Exercise aim
Taking each line of the records in turn, count those containing "AbilityEntry" and report only the number.

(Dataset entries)
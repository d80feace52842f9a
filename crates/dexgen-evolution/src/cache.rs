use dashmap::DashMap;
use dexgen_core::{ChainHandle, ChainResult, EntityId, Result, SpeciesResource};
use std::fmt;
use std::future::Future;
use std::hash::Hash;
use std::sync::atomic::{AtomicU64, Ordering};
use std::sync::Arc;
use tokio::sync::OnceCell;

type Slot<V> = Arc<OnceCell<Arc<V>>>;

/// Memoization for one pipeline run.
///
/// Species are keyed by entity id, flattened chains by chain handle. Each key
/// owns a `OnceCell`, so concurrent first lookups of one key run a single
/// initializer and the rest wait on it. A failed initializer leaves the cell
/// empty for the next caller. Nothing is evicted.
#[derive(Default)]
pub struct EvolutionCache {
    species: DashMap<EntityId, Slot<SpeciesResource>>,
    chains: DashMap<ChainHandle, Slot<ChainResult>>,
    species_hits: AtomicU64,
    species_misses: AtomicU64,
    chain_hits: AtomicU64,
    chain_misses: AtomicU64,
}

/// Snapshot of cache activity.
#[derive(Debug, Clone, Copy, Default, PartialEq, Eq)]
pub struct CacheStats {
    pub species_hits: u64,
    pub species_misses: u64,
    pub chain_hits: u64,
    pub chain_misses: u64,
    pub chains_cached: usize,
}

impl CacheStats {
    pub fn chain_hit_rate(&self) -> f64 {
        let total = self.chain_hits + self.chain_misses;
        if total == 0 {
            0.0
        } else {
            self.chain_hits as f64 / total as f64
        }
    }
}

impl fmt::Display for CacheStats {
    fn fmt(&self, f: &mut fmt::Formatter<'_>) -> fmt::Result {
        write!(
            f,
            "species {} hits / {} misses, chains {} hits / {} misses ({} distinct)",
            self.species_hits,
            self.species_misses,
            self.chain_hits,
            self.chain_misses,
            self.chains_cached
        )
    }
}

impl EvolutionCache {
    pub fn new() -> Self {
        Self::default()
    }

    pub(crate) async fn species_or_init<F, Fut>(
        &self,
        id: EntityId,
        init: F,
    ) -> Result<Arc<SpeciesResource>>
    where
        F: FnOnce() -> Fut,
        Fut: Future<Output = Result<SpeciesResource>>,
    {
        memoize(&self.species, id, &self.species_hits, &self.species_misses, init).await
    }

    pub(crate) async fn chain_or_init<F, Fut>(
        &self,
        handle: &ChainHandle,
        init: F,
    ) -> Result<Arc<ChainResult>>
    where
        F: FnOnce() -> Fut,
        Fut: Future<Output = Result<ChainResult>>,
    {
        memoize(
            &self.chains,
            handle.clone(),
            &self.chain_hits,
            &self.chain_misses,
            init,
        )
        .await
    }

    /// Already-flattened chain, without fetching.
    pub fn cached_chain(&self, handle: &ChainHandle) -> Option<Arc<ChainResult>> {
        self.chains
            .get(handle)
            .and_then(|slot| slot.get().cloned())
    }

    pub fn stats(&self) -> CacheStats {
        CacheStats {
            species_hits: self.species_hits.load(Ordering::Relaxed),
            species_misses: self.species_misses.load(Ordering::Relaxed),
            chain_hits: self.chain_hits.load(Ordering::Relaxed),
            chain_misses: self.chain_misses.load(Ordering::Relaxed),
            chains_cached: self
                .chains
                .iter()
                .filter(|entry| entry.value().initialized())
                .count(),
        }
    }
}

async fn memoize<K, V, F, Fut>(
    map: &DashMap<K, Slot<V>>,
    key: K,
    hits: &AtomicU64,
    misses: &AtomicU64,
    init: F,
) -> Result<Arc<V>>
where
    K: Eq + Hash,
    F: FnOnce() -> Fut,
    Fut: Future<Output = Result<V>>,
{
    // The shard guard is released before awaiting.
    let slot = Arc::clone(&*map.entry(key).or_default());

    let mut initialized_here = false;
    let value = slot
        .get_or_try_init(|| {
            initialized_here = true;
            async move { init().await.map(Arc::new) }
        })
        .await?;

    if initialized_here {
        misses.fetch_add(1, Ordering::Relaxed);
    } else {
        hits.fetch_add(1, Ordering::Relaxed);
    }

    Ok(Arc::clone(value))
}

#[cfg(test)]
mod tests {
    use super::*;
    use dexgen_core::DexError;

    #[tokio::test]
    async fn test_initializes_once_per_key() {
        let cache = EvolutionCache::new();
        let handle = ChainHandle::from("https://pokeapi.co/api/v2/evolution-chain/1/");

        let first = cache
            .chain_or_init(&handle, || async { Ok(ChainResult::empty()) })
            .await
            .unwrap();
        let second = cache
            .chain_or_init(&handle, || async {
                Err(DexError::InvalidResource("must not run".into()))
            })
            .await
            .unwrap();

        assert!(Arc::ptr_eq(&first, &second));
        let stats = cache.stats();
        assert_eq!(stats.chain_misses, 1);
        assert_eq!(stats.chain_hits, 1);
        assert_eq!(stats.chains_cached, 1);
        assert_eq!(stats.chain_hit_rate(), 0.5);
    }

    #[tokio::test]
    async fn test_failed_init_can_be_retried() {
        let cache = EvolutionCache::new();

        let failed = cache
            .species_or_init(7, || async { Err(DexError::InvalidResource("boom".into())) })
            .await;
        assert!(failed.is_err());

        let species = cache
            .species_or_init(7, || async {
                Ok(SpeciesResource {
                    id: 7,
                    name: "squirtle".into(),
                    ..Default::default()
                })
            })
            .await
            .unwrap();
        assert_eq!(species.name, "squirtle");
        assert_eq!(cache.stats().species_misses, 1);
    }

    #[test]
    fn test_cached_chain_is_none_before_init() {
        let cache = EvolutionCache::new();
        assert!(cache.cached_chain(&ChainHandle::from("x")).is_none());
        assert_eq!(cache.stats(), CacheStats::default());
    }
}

---

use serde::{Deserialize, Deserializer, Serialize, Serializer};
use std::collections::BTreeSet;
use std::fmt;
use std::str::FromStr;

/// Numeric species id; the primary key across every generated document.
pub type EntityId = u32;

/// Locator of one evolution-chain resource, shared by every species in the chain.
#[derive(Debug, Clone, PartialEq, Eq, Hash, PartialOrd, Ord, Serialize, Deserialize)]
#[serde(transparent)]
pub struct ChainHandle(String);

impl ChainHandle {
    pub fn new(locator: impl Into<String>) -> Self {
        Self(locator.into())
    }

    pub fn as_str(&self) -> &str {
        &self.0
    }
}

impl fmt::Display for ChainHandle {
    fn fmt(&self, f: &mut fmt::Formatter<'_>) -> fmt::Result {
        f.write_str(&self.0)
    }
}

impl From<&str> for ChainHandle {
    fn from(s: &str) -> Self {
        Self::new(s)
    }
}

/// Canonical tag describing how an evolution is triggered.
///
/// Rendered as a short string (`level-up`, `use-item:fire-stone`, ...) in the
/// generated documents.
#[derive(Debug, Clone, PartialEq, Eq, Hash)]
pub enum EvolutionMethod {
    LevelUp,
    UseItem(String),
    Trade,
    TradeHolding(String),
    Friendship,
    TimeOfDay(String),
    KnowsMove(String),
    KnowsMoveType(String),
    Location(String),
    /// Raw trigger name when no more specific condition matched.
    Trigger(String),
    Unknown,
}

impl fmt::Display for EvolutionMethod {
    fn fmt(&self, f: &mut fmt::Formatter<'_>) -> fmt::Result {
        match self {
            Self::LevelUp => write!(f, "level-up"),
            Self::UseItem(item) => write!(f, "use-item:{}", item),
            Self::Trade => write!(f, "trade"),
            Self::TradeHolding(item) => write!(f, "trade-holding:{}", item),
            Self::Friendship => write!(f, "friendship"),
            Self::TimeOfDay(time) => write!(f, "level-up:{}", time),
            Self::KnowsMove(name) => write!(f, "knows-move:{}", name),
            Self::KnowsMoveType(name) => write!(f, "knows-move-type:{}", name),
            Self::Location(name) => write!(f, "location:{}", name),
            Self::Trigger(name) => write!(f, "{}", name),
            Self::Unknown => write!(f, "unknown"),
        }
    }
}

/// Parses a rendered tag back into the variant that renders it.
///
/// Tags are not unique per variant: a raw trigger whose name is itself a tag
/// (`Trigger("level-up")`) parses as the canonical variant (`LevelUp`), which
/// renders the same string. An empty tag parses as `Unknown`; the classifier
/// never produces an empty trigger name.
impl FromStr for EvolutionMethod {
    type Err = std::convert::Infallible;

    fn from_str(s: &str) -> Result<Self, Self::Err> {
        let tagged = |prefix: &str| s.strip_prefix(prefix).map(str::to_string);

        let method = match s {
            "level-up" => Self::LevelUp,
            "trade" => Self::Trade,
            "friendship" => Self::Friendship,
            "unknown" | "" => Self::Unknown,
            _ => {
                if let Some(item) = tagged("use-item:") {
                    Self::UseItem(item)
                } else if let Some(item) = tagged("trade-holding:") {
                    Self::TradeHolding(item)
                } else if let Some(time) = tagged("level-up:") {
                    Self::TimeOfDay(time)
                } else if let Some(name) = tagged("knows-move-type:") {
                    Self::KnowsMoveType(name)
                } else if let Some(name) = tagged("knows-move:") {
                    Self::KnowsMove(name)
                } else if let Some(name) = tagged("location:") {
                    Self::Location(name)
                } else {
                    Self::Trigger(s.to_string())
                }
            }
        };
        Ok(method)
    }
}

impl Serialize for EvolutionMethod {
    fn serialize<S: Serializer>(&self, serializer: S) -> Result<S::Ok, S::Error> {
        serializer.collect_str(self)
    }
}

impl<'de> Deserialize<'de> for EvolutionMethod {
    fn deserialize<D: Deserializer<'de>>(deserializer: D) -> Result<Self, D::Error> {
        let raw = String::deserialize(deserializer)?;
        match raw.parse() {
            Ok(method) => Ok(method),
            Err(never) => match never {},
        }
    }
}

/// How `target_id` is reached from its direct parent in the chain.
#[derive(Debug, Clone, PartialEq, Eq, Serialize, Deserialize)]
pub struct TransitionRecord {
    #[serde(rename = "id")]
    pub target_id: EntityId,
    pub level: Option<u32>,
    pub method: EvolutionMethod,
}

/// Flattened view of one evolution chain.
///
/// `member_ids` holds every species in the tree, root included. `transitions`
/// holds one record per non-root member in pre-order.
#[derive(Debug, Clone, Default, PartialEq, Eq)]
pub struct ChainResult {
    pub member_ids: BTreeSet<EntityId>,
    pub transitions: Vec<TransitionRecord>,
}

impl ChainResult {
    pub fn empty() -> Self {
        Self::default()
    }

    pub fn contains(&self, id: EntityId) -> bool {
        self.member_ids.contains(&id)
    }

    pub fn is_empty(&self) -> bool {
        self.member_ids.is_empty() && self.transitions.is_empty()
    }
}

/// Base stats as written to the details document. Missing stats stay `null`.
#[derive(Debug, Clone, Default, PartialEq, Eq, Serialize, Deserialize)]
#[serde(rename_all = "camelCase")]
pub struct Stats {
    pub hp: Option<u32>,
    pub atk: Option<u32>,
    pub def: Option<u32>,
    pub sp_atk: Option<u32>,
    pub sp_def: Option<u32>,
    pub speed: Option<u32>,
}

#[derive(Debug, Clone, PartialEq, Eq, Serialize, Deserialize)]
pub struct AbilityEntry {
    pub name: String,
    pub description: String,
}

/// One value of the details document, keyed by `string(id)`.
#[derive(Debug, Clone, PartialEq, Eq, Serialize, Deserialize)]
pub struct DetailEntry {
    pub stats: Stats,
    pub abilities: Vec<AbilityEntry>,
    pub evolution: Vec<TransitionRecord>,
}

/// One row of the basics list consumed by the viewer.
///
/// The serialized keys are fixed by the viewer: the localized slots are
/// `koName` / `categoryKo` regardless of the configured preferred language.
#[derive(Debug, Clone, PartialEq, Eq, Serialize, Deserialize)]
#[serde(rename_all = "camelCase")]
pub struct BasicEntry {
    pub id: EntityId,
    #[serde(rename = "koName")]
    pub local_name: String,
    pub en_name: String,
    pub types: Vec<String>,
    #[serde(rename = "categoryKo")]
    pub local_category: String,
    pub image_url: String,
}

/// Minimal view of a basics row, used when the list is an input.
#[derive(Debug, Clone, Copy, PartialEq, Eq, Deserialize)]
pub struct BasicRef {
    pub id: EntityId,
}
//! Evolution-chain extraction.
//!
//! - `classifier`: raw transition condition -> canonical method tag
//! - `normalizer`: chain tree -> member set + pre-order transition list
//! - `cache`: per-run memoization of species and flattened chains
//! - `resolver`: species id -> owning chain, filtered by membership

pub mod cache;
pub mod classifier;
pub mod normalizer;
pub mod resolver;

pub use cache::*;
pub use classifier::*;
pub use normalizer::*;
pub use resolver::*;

Solution to the problem
2